For a start, writing someone off is a conscious decision, whereas 'tending to see' them in a particular way isn't something I can really help, though of course I have a choice about how I act on my tendencies, and I definitely try to act on them by telling myself that there's a valid argument that there are many kinds of thinking and they might be good at others.

My head is always far kinder than my heart.

Secondly, writing someone off is very strong and absolute, whereas 'tending to see them' in one way doesn't preclude having other, opposite tendencies, though obviously it implies these are weaker.

Similarly, I don't see 'being unthinking' as the same as 'not being very good at thinking'. Perhaps it would have been more accurate to have said 'not being very good at at least certain types of thinking' though, if that helps.

I also think that people who are bad at maths are not very good at at leat certain types of thinking.
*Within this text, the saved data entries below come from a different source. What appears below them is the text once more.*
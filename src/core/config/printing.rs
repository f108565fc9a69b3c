use crate::core::config::data::{Config, Settings};

impl Config {
    pub fn print_all(&self, settings: &Settings) {
        println!("Current configuration:");
        match &self.base_url {
            Some(url) => println!("  base-url: {url}"),
            None => println!("  base-url: (unset, using {})", settings.base_url),
        }
        match &self.user_id {
            Some(user) => println!("  user-id: {user}"),
            None => println!("  user-id: (unset, using {})", settings.user_id),
        }
        match self.provider_refresh_secs {
            Some(secs) => println!("  provider-refresh-secs: {secs}"),
            None => println!(
                "  provider-refresh-secs: (unset, using {})",
                settings.provider_refresh.as_secs()
            ),
        }
        match self.markup.unwrap_or(true) {
            true => println!("  markup: on"),
            false => println!("  markup: off"),
        }
    }
}
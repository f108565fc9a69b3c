//! In-process [`Backend`] double for session and tracker tests.

use std::collections::{BTreeMap, VecDeque};
use std::sync::atomic::{AtomicBool, AtomicUsize, Ordering};
use std::sync::{Arc, Mutex};

use async_trait::async_trait;
use tokio::sync::Semaphore;

use crate::api::parse_timestamp;
use crate::core::agents::Agent;
use crate::core::backend::{Backend, BackendError};
use crate::core::message::{Message, Sender};
use crate::core::providers::{ProviderSnapshot, ProviderStatus};

/// Replays scripted results. When a script runs dry the last entry repeats.
#[derive(Default)]
pub struct FakeBackend {
    agents: Mutex<Option<Result<Vec<Agent>, BackendError>>>,
    replies: Mutex<VecDeque<Result<Message, BackendError>>>,
    providers: Mutex<VecDeque<Result<ProviderSnapshot, BackendError>>>,
    switches: Mutex<VecDeque<Result<(), BackendError>>>,
    available: AtomicBool,
    gate: Option<Arc<Semaphore>>,
    pub sent: Mutex<Vec<String>>,
    pub switch_requests: Mutex<Vec<String>>,
    pub provider_fetches: AtomicUsize,
    in_flight: AtomicUsize,
    pub max_in_flight: AtomicUsize,
}

fn next_scripted<T: Clone>(queue: &Mutex<VecDeque<T>>) -> Option<T> {
    let mut queue = queue.lock().unwrap();
    if queue.len() > 1 {
        queue.pop_front()
    } else {
        queue.front().cloned()
    }
}

impl FakeBackend {
    pub fn new() -> Self {
        Self {
            agents: Mutex::new(Some(Ok(Vec::new()))),
            available: AtomicBool::new(true),
            ..Default::default()
        }
    }

    /// Sends block until the returned semaphore receives permits.
    pub fn gated() -> (Self, Arc<Semaphore>) {
        let gate = Arc::new(Semaphore::new(0));
        let backend = Self {
            gate: Some(Arc::clone(&gate)),
            ..Self::new()
        };
        (backend, gate)
    }

    pub fn with_agents(self, agents: Vec<Agent>) -> Self {
        *self.agents.lock().unwrap() = Some(Ok(agents));
        self
    }

    pub fn with_agent_failure(self) -> Self {
        *self.agents.lock().unwrap() = Some(Err(BackendError::FetchFailed {
            resource: "agents",
            reason: "connection refused".to_string(),
        }));
        self
    }

    pub fn reply(self, reply: Result<Message, BackendError>) -> Self {
        self.replies.lock().unwrap().push_back(reply);
        self
    }

    pub fn providers(self, snapshot: Result<ProviderSnapshot, BackendError>) -> Self {
        self.providers.lock().unwrap().push_back(snapshot);
        self
    }

    pub fn push_providers(&self, snapshot: Result<ProviderSnapshot, BackendError>) {
        let mut queue = self.providers.lock().unwrap();
        // Replace a lone sticky entry so the new one takes effect next.
        if queue.len() == 1 {
            queue.clear();
        }
        queue.push_back(snapshot);
    }

    pub fn switch_result(self, result: Result<(), BackendError>) -> Self {
        self.switches.lock().unwrap().push_back(result);
        self
    }

    pub fn set_available(&self, available: bool) {
        self.available.store(available, Ordering::SeqCst);
    }

    pub fn sent(&self) -> Vec<String> {
        self.sent.lock().unwrap().clone()
    }

    pub fn switch_requests(&self) -> Vec<String> {
        self.switch_requests.lock().unwrap().clone()
    }
}

#[async_trait]
impl Backend for FakeBackend {
    async fn send_message(&self, text: &str, _user_id: &str) -> Result<Message, BackendError> {
        self.sent.lock().unwrap().push(text.to_string());
        let current = self.in_flight.fetch_add(1, Ordering::SeqCst) + 1;
        self.max_in_flight.fetch_max(current, Ordering::SeqCst);

        if let Some(gate) = &self.gate {
            gate.acquire().await.expect("gate closed").forget();
        }

        self.in_flight.fetch_sub(1, Ordering::SeqCst);
        next_scripted(&self.replies).unwrap_or(Err(BackendError::Unavailable))
    }

    async fn fetch_agents(&self) -> Result<Vec<Agent>, BackendError> {
        self.agents
            .lock()
            .unwrap()
            .clone()
            .unwrap_or_else(|| Ok(Vec::new()))
    }

    async fn fetch_providers(&self) -> Result<ProviderSnapshot, BackendError> {
        self.provider_fetches.fetch_add(1, Ordering::SeqCst);
        next_scripted(&self.providers).unwrap_or(Err(BackendError::FetchFailed {
            resource: "providers",
            reason: "no script".to_string(),
        }))
    }

    async fn switch_provider(&self, provider: &str) -> Result<(), BackendError> {
        self.switch_requests
            .lock()
            .unwrap()
            .push(provider.to_string());
        next_scripted(&self.switches).unwrap_or(Ok(()))
    }

    async fn probe(&self) -> bool {
        self.available.load(Ordering::SeqCst)
    }

    fn is_available(&self) -> bool {
        self.available.load(Ordering::SeqCst)
    }
}

pub fn agent_reply(content: &str, agent_id: Option<&str>, timestamp: &str) -> Message {
    Message {
        id: format!("agent_{content}"),
        content: content.to_string(),
        sender: Sender::Agent {
            agent_id: agent_id.map(str::to_string),
            metadata: None,
        },
        timestamp: parse_timestamp(timestamp).expect("valid test timestamp"),
    }
}

pub fn provider(available: bool) -> ProviderStatus {
    ProviderStatus {
        name: None,
        available,
        models: Vec::new(),
        status: if available { "Available" } else { "No API Key" }.to_string(),
    }
}

pub fn snapshot(entries: &[(&str, bool)], default: &str) -> ProviderSnapshot {
    let providers: BTreeMap<String, ProviderStatus> = entries
        .iter()
        .map(|(key, available)| (key.to_string(), provider(*available)))
        .collect();
    ProviderSnapshot::new(providers, Some(default.to_string()))
}
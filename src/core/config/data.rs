use serde::{Deserialize, Serialize};
use std::path::{Path, PathBuf};
use std::time::Duration;

use crate::core::constants::{DEFAULT_BASE_URL, DEFAULT_PROVIDER_REFRESH, DEFAULT_USER_ID};
use crate::utils::url::normalize_base_url;

/// Contents of `config.toml`. Every key is optional; unset keys fall back
/// to built-in defaults when [`Config::resolve`] is called.
#[derive(Debug, Serialize, Deserialize, Default, Clone, PartialEq)]
pub struct Config {
    /// Backend address, e.g. `http://localhost:8000`
    pub base_url: Option<String>,
    /// Identifier sent as `user_id` with every chat message
    pub user_id: Option<String>,
    /// Seconds between provider status refreshes in chat
    pub provider_refresh_secs: Option<u64>,
    /// Render bold and bullet markup in replies
    pub markup: Option<bool>,
}

/// Keys accepted by `wayfarer set` / `wayfarer unset`.
#[derive(Debug, Clone, Copy, PartialEq, Eq)]
pub enum ConfigKey {
    BaseUrl,
    UserId,
    ProviderRefreshSecs,
    Markup,
}

impl ConfigKey {
    pub const ALL: [ConfigKey; 4] = [
        ConfigKey::BaseUrl,
        ConfigKey::UserId,
        ConfigKey::ProviderRefreshSecs,
        ConfigKey::Markup,
    ];

    pub fn as_str(self) -> &'static str {
        match self {
            ConfigKey::BaseUrl => "base-url",
            ConfigKey::UserId => "user-id",
            ConfigKey::ProviderRefreshSecs => "provider-refresh-secs",
            ConfigKey::Markup => "markup",
        }
    }

    pub fn parse(key: &str) -> Option<Self> {
        let normalized = key.trim().to_ascii_lowercase().replace('_', "-");
        Self::ALL
            .into_iter()
            .find(|candidate| candidate.as_str() == normalized)
    }
}

/// Effective settings after applying CLI flags, environment and file.
#[derive(Debug, Clone, PartialEq)]
pub struct Settings {
    pub base_url: String,
    pub user_id: String,
    pub provider_refresh: Duration,
    pub markup: bool,
}

/// Values that take precedence over the config file.
#[derive(Debug, Clone, Default)]
pub struct Overrides {
    pub base_url: Option<String>,
    pub env_base_url: Option<String>,
    pub user_id: Option<String>,
}

fn non_blank(value: Option<&str>) -> Option<&str> {
    value.map(str::trim).filter(|value| !value.is_empty())
}

impl Config {
    /// Resolve effective settings: CLI flag, then environment, then file,
    /// then default.
    pub fn resolve(&self, overrides: &Overrides) -> Settings {
        let base_url = non_blank(overrides.base_url.as_deref())
            .or_else(|| non_blank(overrides.env_base_url.as_deref()))
            .or_else(|| non_blank(self.base_url.as_deref()))
            .unwrap_or(DEFAULT_BASE_URL);

        let user_id = non_blank(overrides.user_id.as_deref())
            .or_else(|| non_blank(self.user_id.as_deref()))
            .unwrap_or(DEFAULT_USER_ID);

        let provider_refresh = self
            .provider_refresh_secs
            .filter(|secs| *secs > 0)
            .map(Duration::from_secs)
            .unwrap_or(DEFAULT_PROVIDER_REFRESH);

        Settings {
            base_url: normalize_base_url(base_url),
            user_id: user_id.to_string(),
            provider_refresh,
            markup: self.markup.unwrap_or(true),
        }
    }

    pub fn set_value(&mut self, key: ConfigKey, value: &str) -> Result<(), String> {
        let value = value.trim();
        if value.is_empty() {
            return Err(format!("A value is required for {}", key.as_str()));
        }
        match key {
            ConfigKey::BaseUrl => {
                if !(value.starts_with("http://") || value.starts_with("https://")) {
                    return Err(format!(
                        "base-url must start with http:// or https://, got '{value}'"
                    ));
                }
                self.base_url = Some(normalize_base_url(value));
            }
            ConfigKey::UserId => self.user_id = Some(value.to_string()),
            ConfigKey::ProviderRefreshSecs => {
                let secs: u64 = value.parse().map_err(|_| {
                    format!("provider-refresh-secs must be a whole number, got '{value}'")
                })?;
                if secs == 0 {
                    return Err("provider-refresh-secs must be greater than zero".to_string());
                }
                self.provider_refresh_secs = Some(secs);
            }
            ConfigKey::Markup => {
                self.markup = Some(match value.to_ascii_lowercase().as_str() {
                    "on" | "true" | "yes" | "1" => true,
                    "off" | "false" | "no" | "0" => false,
                    _ => return Err(format!("markup must be on or off, got '{value}'")),
                });
            }
        }
        Ok(())
    }

    pub fn unset_value(&mut self, key: ConfigKey) {
        match key {
            ConfigKey::BaseUrl => self.base_url = None,
            ConfigKey::UserId => self.user_id = None,
            ConfigKey::ProviderRefreshSecs => self.provider_refresh_secs = None,
            ConfigKey::Markup => self.markup = None,
        }
    }
}

/// Get a user-friendly display string for a path
/// Converts absolute paths to use ~ notation on Unix-like systems when possible
pub fn path_display<P: AsRef<Path>>(path: P) -> String {
    let path = path.as_ref();

    #[cfg(unix)]
    {
        if let Some(home) = std::env::var_os("HOME") {
            let home_path = PathBuf::from(home);
            if let Ok(relative) = path.strip_prefix(&home_path) {
                return format!("~/{}", relative.display());
            }
        }
    }

    path.display().to_string()
}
Music is more complicated, because it involves lots of skills, some of which aren't much to do with thinking.

Though reading your last paragraph again, I think I might have misread it when I wrote my previous one. I really think there's no 'evidence' for the existence of God that doesn't have very solid arguments against it, and the solidity of these arguments isn't just a matter of opinion. I suspect many people are willfully deceiving themselves if they see it any other way. In fact, I'm pretty sure I used to do the same myself, and I also have a friend who has just stopped believing in God who said he did the same when he was a Christian.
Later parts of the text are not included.